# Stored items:
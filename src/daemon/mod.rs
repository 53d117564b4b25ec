// Copyright (c) 2026 The Aioli developers
// Licensed under the Apache License, Version 2.0
// <LICENSE-APACHE or
// http://www.apache.org/licenses/LICENSE-2.0> or the MIT
// license <LICENSE-MIT or http://opensource.org/licenses/MIT>,
// at your option. All files in the project carrying such
// notice may not be copied, modified, or distributed except
// according to those terms.

//! Server assembly and lifecycle.
//!
//! A [`Server`] owns the listening socket, the worker threads for the chosen
//! [`RunMode`], and the shared pieces every worker sees: the application
//! handler, the runtime clock, the large-buffer budget and the settings.
//! Stopping flips one flag and wakes every worker through its ITC; each
//! worker then drains its own connections and exits.

pub(crate) mod event_loop;
#[cfg(unix)]
mod external;
mod itc;

pub use self::itc::Resumer;
#[cfg(unix)]
pub use self::external::{ExternalDriver, WatchKind};

pub(crate) use self::itc::{Itc, ItcHandle, ItcMsg};

use std::io;
use std::net::{SocketAddr, ToSocketAddrs};
use std::sync::atomic::{AtomicBool, Ordering};
use std::sync::Arc;
use std::thread::JoinHandle;
use std::time::Duration;

use crate::action::ServerHandler;
use crate::connection::Strictness;
use crate::daemon::event_loop::{AcceptSink, Worker};
use crate::pool::BufferPool;
use crate::runtime::Runtime;
use crate::tls::TlsSession;
use crate::transport::{BindAddr, Listener, Stream, Transport};

/// Which event-loop/threading model the server runs.
#[derive(Debug, Clone, Copy, PartialEq, Eq)]
pub enum RunMode {
    /// One thread owned by the server runs accept and every connection.
    OwnedThread,
    /// A listen thread accepts; each connection runs on a dedicated thread
    /// with its own small poll.
    ThreadPerConnection,
    /// A master thread only accepts; N workers own disjoint connection
    /// shards. `WorkerPool(0)` sizes the pool to the CPU count.
    WorkerPool(usize),
    /// No thread is owned: the application's own event loop drives an
    /// [`ExternalDriver`] (see [`ServerBuilder::start_external`]).
    External {
        /// Whether the application's loop reports edge-triggered readiness.
        edge_triggered: bool,
    },
}

/// Produces one TLS session per accepted connection.
pub(crate) type SessionFactory =
    Box<dyn Fn() -> Result<Box<dyn TlsSession>, String> + Send + Sync>;

/// Tunables resolved at build time.
pub(crate) struct Settings {
    /// Idle timeout in milliseconds; 0 disables.
    pub timeout_ms: u64,
    pub max_connections: usize,
    pub read_buf_size: usize,
    pub arena_size: usize,
    pub scratch_size: usize,
    pub strictness: Strictness,
    pub nodelay: bool,
    pub reuse_port: bool,
    /// Digest-authentication knobs, carried for the external auth helpers.
    #[allow(dead_code)]
    pub nonce_timeout: Duration,
    #[allow(dead_code)]
    pub max_nonce_uses: u32,
}

/// State shared by every worker of one server.
pub(crate) struct Shared {
    pub handler: Arc<dyn ServerHandler>,
    pub runtime: Runtime,
    pub pool: BufferPool,
    pub settings: Settings,
    pub session_factory: Option<SessionFactory>,
}

impl Shared {
    /// Wraps an accepted socket in its stream layer, deriving a TLS session
    /// when the server terminates TLS.
    pub(crate) fn wrap_stream(&self, io: Box<dyn Transport>) -> Result<Stream, ()> {
        match &self.session_factory {
            None => Ok(Stream::plain(io)),
            Some(factory) => match factory() {
                Ok(session) => Ok(Stream::tls(io, session)),
                Err(err) => {
                    warn!("TLS session setup failed: {}", err);
                    Err(())
                }
            },
        }
    }
}

/// Configures and starts a [`Server`].
///
/// # Example
///
/// ```no_run
/// use std::time::Duration;
/// use aioli::{Action, Response, RunMode, Server};
///
/// let server = Server::builder()
///     .bind("0.0.0.0:8000".parse().unwrap())
///     .run_mode(RunMode::WorkerPool(4))
///     .timeout(Some(Duration::from_secs(10)))
///     .handler(|_req: &aioli::Request, _ctx: &mut aioli::RequestCtx| {
///         Action::Respond(Response::text("ok").into_shared())
///     })
///     .start()
///     .unwrap();
/// server.wait();
/// ```
pub struct ServerBuilder {
    bind: Option<BindAddr>,
    run_mode: RunMode,
    handler: Option<Arc<dyn ServerHandler>>,
    timeout: Option<Duration>,
    max_connections: usize,
    memory_pool_size: usize,
    large_buffer_budget: u64,
    strictness: Strictness,
    nodelay: bool,
    reuse_port: bool,
    nonce_timeout: Duration,
    max_nonce_uses: u32,
    session_factory: Option<SessionFactory>,
}

impl Default for ServerBuilder {
    fn default() -> ServerBuilder {
        ServerBuilder {
            bind: None,
            run_mode: RunMode::OwnedThread,
            handler: None,
            timeout: Some(Duration::from_secs(30)),
            max_connections: 1024,
            memory_pool_size: 32 * 1024,
            large_buffer_budget: 8 * 1024 * 1024,
            strictness: Strictness::Strict,
            nodelay: true,
            reuse_port: false,
            nonce_timeout: Duration::from_secs(90),
            max_nonce_uses: 1000,
            session_factory: None,
        }
    }
}

impl ServerBuilder {
    pub fn new() -> ServerBuilder {
        ServerBuilder::default()
    }

    /// Listens on a TCP address.
    pub fn bind(mut self, addr: SocketAddr) -> ServerBuilder {
        self.bind = Some(BindAddr::Tcp(addr));
        self
    }

    /// Listens on a UNIX-domain socket path. The path must not exist yet.
    #[cfg(unix)]
    pub fn bind_unix<P: Into<std::path::PathBuf>>(mut self, path: P) -> ServerBuilder {
        self.bind = Some(BindAddr::Unix(path.into()));
        self
    }

    pub fn run_mode(mut self, mode: RunMode) -> ServerBuilder {
        self.run_mode = mode;
        self
    }

    pub fn handler<H>(mut self, handler: H) -> ServerBuilder
    where
        H: ServerHandler + 'static,
    {
        self.handler = Some(Arc::new(handler));
        self
    }

    /// Idle timeout per connection; `None` disables timeouts entirely.
    pub fn timeout(mut self, timeout: Option<Duration>) -> ServerBuilder {
        self.timeout = timeout;
        self
    }

    pub fn max_connections(mut self, limit: usize) -> ServerBuilder {
        self.max_connections = limit.max(1);
        self
    }

    /// Per-connection memory: half backs the read buffer, half the arena
    /// that holds parsed header data.
    pub fn memory_pool_size(mut self, bytes: usize) -> ServerBuilder {
        self.memory_pool_size = bytes.max(1024);
        self
    }

    /// Server-wide budget for upload staging buffers.
    pub fn large_buffer_budget(mut self, bytes: u64) -> ServerBuilder {
        self.large_buffer_budget = bytes;
        self
    }

    pub fn strictness(mut self, strictness: Strictness) -> ServerBuilder {
        self.strictness = strictness;
        self
    }

    pub fn nodelay(mut self, on: bool) -> ServerBuilder {
        self.nodelay = on;
        self
    }

    /// Sets SO_REUSEPORT on the listener so several servers can share one
    /// address.
    pub fn reuse_port(mut self, on: bool) -> ServerBuilder {
        self.reuse_port = on;
        self
    }

    /// Nonce lifetime for digest-authentication helpers layered on top.
    pub fn digest_nonce_timeout(mut self, timeout: Duration) -> ServerBuilder {
        self.nonce_timeout = timeout;
        self
    }

    /// Highest nonce-count a digest client may present.
    pub fn digest_max_nonce_uses(mut self, count: u32) -> ServerBuilder {
        self.max_nonce_uses = count;
        self
    }

    /// Terminates TLS with the bundled rustls backend.
    #[cfg(feature = "tls")]
    pub fn tls(mut self, config: crate::tls::rustls_backend::TlsConfig) -> ServerBuilder {
        self.session_factory = Some(Box::new(move || {
            config
                .new_session()
                .map(|session| Box::new(session) as Box<dyn TlsSession>)
                .map_err(|err| err.to_string())
        }));
        self
    }

    /// Terminates TLS with a custom session factory.
    pub fn tls_sessions<F>(mut self, factory: F) -> ServerBuilder
    where
        F: Fn() -> Result<Box<dyn TlsSession>, String> + Send + Sync + 'static,
    {
        self.session_factory = Some(Box::new(factory));
        self
    }

    fn into_shared(self) -> io::Result<(Arc<Shared>, BindAddr, RunMode)> {
        let bind = self.bind.ok_or_else(|| {
            io::Error::new(io::ErrorKind::InvalidInput, "no listen address configured")
        })?;
        let handler = self.handler.ok_or_else(|| {
            io::Error::new(io::ErrorKind::InvalidInput, "no request handler configured")
        })?;

        let settings = Settings {
            timeout_ms: self.timeout.map(|d| d.as_millis() as u64).unwrap_or(0),
            max_connections: self.max_connections,
            read_buf_size: self.memory_pool_size / 2,
            arena_size: self.memory_pool_size / 2,
            scratch_size: (self.memory_pool_size / 2).min(16 * 1024),
            strictness: self.strictness,
            nodelay: self.nodelay,
            reuse_port: self.reuse_port,
            nonce_timeout: self.nonce_timeout,
            max_nonce_uses: self.max_nonce_uses,
        };

        let shared = Arc::new(Shared {
            handler,
            runtime: Runtime::new(),
            pool: BufferPool::new(self.large_buffer_budget),
            settings,
            session_factory: self.session_factory,
        });

        Ok((shared, bind, self.run_mode))
    }

    /// Binds the listener and starts the worker threads.
    pub fn start(self) -> io::Result<Server> {
        let (shared, bind, run_mode) = self.into_shared()?;
        let reuse_port = shared.settings.reuse_port;
        let listener = Listener::bind(&bind, reuse_port)?;
        let local_addr = listener.local_addr();
        let stop = Arc::new(AtomicBool::new(false));

        let mut workers: Vec<Worker> = Vec::new();
        match run_mode {
            RunMode::OwnedThread => {
                workers.push(Worker::new(
                    shared.clone(),
                    stop.clone(),
                    Some(listener),
                    AcceptSink::Own,
                )?);
            }
            RunMode::ThreadPerConnection => {
                workers.push(Worker::new(
                    shared.clone(),
                    stop.clone(),
                    Some(listener),
                    AcceptSink::SpawnThread,
                )?);
            }
            RunMode::WorkerPool(n) => {
                let n = if n == 0 { num_cpus::get() } else { n };
                let mut targets = Vec::with_capacity(n);
                for _ in 0..n {
                    let worker =
                        Worker::new(shared.clone(), stop.clone(), None, AcceptSink::Own)?;
                    targets.push(worker.itc_handle());
                    workers.push(worker);
                }
                workers.push(Worker::new(
                    shared.clone(),
                    stop.clone(),
                    Some(listener),
                    AcceptSink::Dispatch { targets, next: 0 },
                )?);
            }
            RunMode::External { .. } => {
                return Err(io::Error::new(
                    io::ErrorKind::InvalidInput,
                    "external run mode is driven through start_external",
                ));
            }
        }

        let itc_handles: Vec<ItcHandle> = workers.iter().map(|w| w.itc_handle()).collect();
        let threads = workers
            .into_iter()
            .enumerate()
            .map(|(i, mut worker)| {
                std::thread::Builder::new()
                    .name(format!("aioli-worker-{}", i))
                    .spawn(move || worker.run())
            })
            .collect::<io::Result<Vec<_>>>()?;

        info!(
            "server listening on {}",
            local_addr
                .map(|a| a.to_string())
                .unwrap_or_else(|| "unix socket".to_owned())
        );

        Ok(Server {
            stop,
            threads,
            itc_handles,
            local_addr,
        })
    }

    /// Binds the listener and hands the loop to the application: no thread
    /// is spawned; readiness flows in through the returned driver.
    #[cfg(unix)]
    pub fn start_external<W>(self, watch: W) -> io::Result<ExternalDriver>
    where
        W: FnMut(std::os::unix::io::RawFd, WatchKind) + Send + 'static,
    {
        let edge = matches!(
            self.run_mode,
            RunMode::External {
                edge_triggered: true
            }
        );
        let (shared, bind, _) = self.into_shared()?;
        let reuse_port = shared.settings.reuse_port;
        let listener = Listener::bind(&bind, reuse_port)?;
        ExternalDriver::new(shared, listener, Box::new(watch), edge)
    }
}

/// A running server.
///
/// Dropping the server stops it: the stop flag is raised, every worker is
/// woken through its ITC, drains its connections (running the termination
/// callbacks with `DaemonShutdown`), and exits.
pub struct Server {
    stop: Arc<AtomicBool>,
    threads: Vec<JoinHandle<()>>,
    itc_handles: Vec<ItcHandle>,
    local_addr: Option<SocketAddr>,
}

impl Server {
    pub fn builder() -> ServerBuilder {
        ServerBuilder::new()
    }

    /// Shortcut: binds `addr` and serves `handler` on one owned thread.
    pub fn new<A, H>(addr: A, handler: H) -> io::Result<Server>
    where
        A: ToSocketAddrs,
        H: ServerHandler + 'static,
    {
        let addr = addr
            .to_socket_addrs()?
            .next()
            .ok_or_else(|| io::Error::new(io::ErrorKind::InvalidInput, "no usable address"))?;
        Server::builder().bind(addr).handler(handler).start()
    }

    /// The bound TCP address (useful with port 0).
    pub fn addr(&self) -> Option<SocketAddr> {
        self.local_addr
    }

    /// Requests shutdown and returns immediately.
    pub fn stop(&self) {
        if !self.stop.swap(true, Ordering::Relaxed) {
            info!("server stopping");
        }
        for handle in &self.itc_handles {
            handle.send(ItcMsg::Stop);
        }
    }

    /// Blocks until every worker thread has exited.
    pub fn wait(mut self) {
        for thread in self.threads.drain(..) {
            let _ = thread.join();
        }
    }
}

impl Drop for Server {
    fn drop(&mut self) {
        self.stop();
        for thread in self.threads.drain(..) {
            let _ = thread.join();
        }
    }
}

# Directions for this task:
Whenever a line in the entries holds the word "AcceptSink", copy that line.

# Result of the exercise:
use crate::daemon::event_loop::{AcceptSink, Worker};
                    AcceptSink::Own,
                    AcceptSink::SpawnThread,
                        Worker::new(shared.clone(), stop.clone(), None, AcceptSink::Own)?;
                    AcceptSink::Dispatch { targets, next: 0 },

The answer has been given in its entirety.